The Fox by the Pool
Margaret sat on the back porch watching her great-granddaughter Lily splash in the family pool, the same pool where Margaret's children had learned to swim forty summers ago. The water glittered like diamonds in the afternoon sun, and for a moment, Margaret was twenty-two again, her dark hair flowing free as she floated on her back, dreaming of the future.
'Great-Grandma, look!' Lily called, holding up a small black rectangle. 'Your iphone is ringing!'
Margaret smiled. She still called it 'the telephone' in her mind, though Lily had showed her how to use it countless times. 'Thank you, sweetheart.' The call was from her daughter, checking in as she did every Sunday. Their weekly conversations had become a lifeline, a thin cable connecting them across the miles.
But it was the sudden movement near the garden that made Margaret catch her breath. A fox—magnificent with its copper coat and alert eyes—stood at the pool's edge, watching them with what seemed like curiosity.
'Look, Lily,' Margaret whispered, not wanting to startle their visitor. 'A fox.'
The creature's tail swished once, twice, before it turned and disappeared between the rosebushes as quickly as it had appeared.
'Do you think it comes here often?' Lily asked, swimming to the edge.

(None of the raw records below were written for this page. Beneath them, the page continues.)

/// # Safety
/// `ptr` must be null or point at a nul-terminated string.
unsafe fn owned_string(ptr: *const c_char) -> Option<String> {
    if ptr.is_null() {
        return None;
    }
    Some(CStr::from_ptr(ptr).to_string_lossy().into_owned())
}
//! Device table types and decoding

use std::collections::BTreeMap;
use std::sync::Arc;

use oni_sys::oni_ctx;
use serde::{Deserialize, Serialize};
use tracing::debug;
use zerocopy::{FromBytes, Immutable, IntoBytes};

use crate::backend::{Backend, OptionScope};
use crate::error::{Error, Result};
use crate::option::{ContextOption, Options};

/// Immutable snapshot of one device in the table
#[derive(Debug, Clone, Copy, PartialEq, Eq, Hash, Serialize, Deserialize)]
pub struct Device {
    /// Fully-qualified `rsv.rsv.hub.idx` address
    pub address: u32,
    /// Device type identifier
    pub id: i32,
    /// Firmware/gateware version
    pub version: u32,
    /// Device to host frame size in bytes
    pub read_size: u32,
    /// Host to device frame size in bytes
    pub write_size: u32,
}

impl Device {
    /// Hub sub-address (second byte of the address)
    pub fn hub(&self) -> u8 {
        crate::hub::hub_sub_address(self.address)
    }

    /// Index of the device within its hub
    pub fn index(&self) -> u8 {
        (self.address & 0xFF) as u8
    }

    pub fn is_readable(&self) -> bool {
        self.read_size > 0
    }

    pub fn is_writable(&self) -> bool {
        self.write_size > 0
    }
}

impl std::fmt::Display for Device {
    fn fmt(&self, f: &mut std::fmt::Formatter<'_>) -> std::fmt::Result {
        write!(
            f,
            "0x{:X}: id {}, version {}, read size {}, write size {}",
            self.address, self.id, self.version, self.read_size, self.write_size
        )
    }
}

/// Wire layout of one table entry. Packed: no padding between fields.
#[repr(C, packed)]
#[derive(Debug, Clone, Copy, FromBytes, IntoBytes, Immutable)]
pub(crate) struct DeviceRecord {
    address: u32,
    id: i32,
    version: u32,
    read_size: u32,
    write_size: u32,
}

/// Bytes per table entry
pub const DEVICE_RECORD_SIZE: usize = std::mem::size_of::<DeviceRecord>();

const _: () = assert!(DEVICE_RECORD_SIZE == std::mem::size_of::<oni_sys::oni_device_t>());

impl From<DeviceRecord> for Device {
    fn from(record: DeviceRecord) -> Self {
        Self {
            address: record.address,
            id: record.id,
            version: record.version,
            read_size: record.read_size,
            write_size: record.write_size,
        }
    }
}

impl From<&Device> for DeviceRecord {
    fn from(device: &Device) -> Self {
        Self {
            address: device.address,
            id: device.id,
            version: device.version,
            read_size: device.read_size,
            write_size: device.write_size,
        }
    }
}

/// Devices keyed and ordered by address
pub type DeviceTable = BTreeMap<u32, Device>;

/// Decode `count` records laid end to end in `block`
pub fn decode_table(block: &[u8], count: usize) -> Result<DeviceTable> {
    let expected = count * DEVICE_RECORD_SIZE;
    if block.len() != expected {
        return Err(Error::TableShape {
            expected,
            actual: block.len(),
        });
    }

    let mut table = DeviceTable::new();
    for chunk in block.chunks_exact(DEVICE_RECORD_SIZE) {
        let record = DeviceRecord::read_from_bytes(chunk).map_err(|_| Error::TableShape {
            expected: DEVICE_RECORD_SIZE,
            actual: chunk.len(),
        })?;
        let device = Device::from(record);
        if table.insert(device.address, device).is_some() {
            return Err(Error::DuplicateDevice(device.address));
        }
    }
    Ok(table)
}

/// Encode devices in the native table layout
pub fn encode_table<'a>(devices: impl IntoIterator<Item = &'a Device>) -> Vec<u8> {
    devices
        .into_iter()
        .flat_map(|d| DeviceRecord::from(d).as_bytes().to_vec())
        .collect()
}

/// Ask for the device count, then fetch and decode the whole table
pub(crate) fn populate(backend: &Arc<dyn Backend>, ctx: oni_ctx) -> Result<DeviceTable> {
    let options = Options::new(backend, ctx);

    let count: u32 = options.get(ContextOption::DeviceCount.into(), OptionScope::Context)?;
    let count = count as usize;
    if count == 0 {
        debug!("Device table is empty");
        return Ok(DeviceTable::new());
    }

    let block = options.get_block(
        ContextOption::DeviceTable.into(),
        count * DEVICE_RECORD_SIZE,
        OptionScope::Context,
    )?;
    let table = decode_table(&block, count)?;

    debug!(devices = table.len(), "Populated device table");
    Ok(table)
}

#[cfg(test)]
mod tests {
    use super::*;

    fn record_bytes(fields: [u32; 5]) -> Vec<u8> {
        fields.iter().flat_map(|f| f.to_ne_bytes()).collect()
    }

    #[test]
    fn test_decode_two_records() {
        let mut block = record_bytes([0x0100, 5, 1, 64, 0]);
        block.extend(record_bytes([0x0101, 7, 2, 0, 32]));

        let table = decode_table(&block, 2).unwrap();
        assert_eq!(table.len(), 2);
        assert_eq!(
            table[&0x0100],
            Device {
                address: 0x0100,
                id: 5,
                version: 1,
                read_size: 64,
                write_size: 0
            }
        );
        assert_eq!(
            table[&0x0101],
            Device {
                address: 0x0101,
                id: 7,
                version: 2,
                read_size: 0,
                write_size: 32
            }
        );
    }

    #[test]
    fn test_decode_empty() {
        assert!(decode_table(&[], 0).unwrap().is_empty());
    }

    #[test]
    fn test_decode_wrong_size() {
        let block = record_bytes([0x0100, 5, 1, 64, 0]);
        assert!(matches!(
            decode_table(&block[..19], 1),
            Err(Error::TableShape {
                expected: 20,
                actual: 19
            })
        ));
    }

    #[test]
    fn test_decode_duplicate_address() {
        let mut block = record_bytes([0x0200, 1, 1, 8, 0]);
        block.extend(record_bytes([0x0200, 2, 1, 8, 0]));
        assert!(matches!(
            decode_table(&block, 2),
            Err(Error::DuplicateDevice(0x0200))
        ));
    }

    #[test]
    fn test_encode_decode_table() {
        let devices: Vec<Device> = (0..5)
            .map(|i| Device {
                address: i << 8,
                id: 10,
                version: 1,
                read_size: 12 + 4 * i,
                write_size: 32,
            })
            .collect();

        let block = encode_table(&devices);
        assert_eq!(block.len(), 5 * DEVICE_RECORD_SIZE);

        let table = decode_table(&block, devices.len()).unwrap();
        assert_eq!(table.values().copied().collect::<Vec<_>>(), devices);
    }

    #[test]
    fn test_address_fields() {
        let device = Device {
            address: 0x0003_0207,
            id: 1,
            version: 1,
            read_size: 0,
            write_size: 4,
        };
        assert_eq!(device.hub(), 0x02);
        assert_eq!(device.index(), 0x07);
        assert!(!device.is_readable());
        assert!(device.is_writable());
    }

    #[test]
    fn test_device_json() {
        let device = Device {
            address: 0x0100,
            id: 5,
            version: 1,
            read_size: 64,
            write_size: 0,
        };
        let value = serde_json::to_value(device).unwrap();
        assert_eq!(value["address"], 256);
        assert_eq!(value["read_size"], 64);
        assert_eq!(serde_json::from_value::<Device>(value).unwrap(), device);
    }
}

'Maybe it has,' Margaret said softly. 'Maybe it's been watching this family for longer than we know.'
That evening, as Margaret brushed her thin white hair by the mirror, she thought about how life circles back. The old cable television she'd finally replaced with streaming, the pool that had seen three generations, the fox carrying ancient wisdom in its golden eyes. All of it weaving together—the old and the new, what remains and what transforms.
She picked up the iphone and texted Lily: 'Thank you for today.' Some bridges connect generations in ways we only recognize looking back.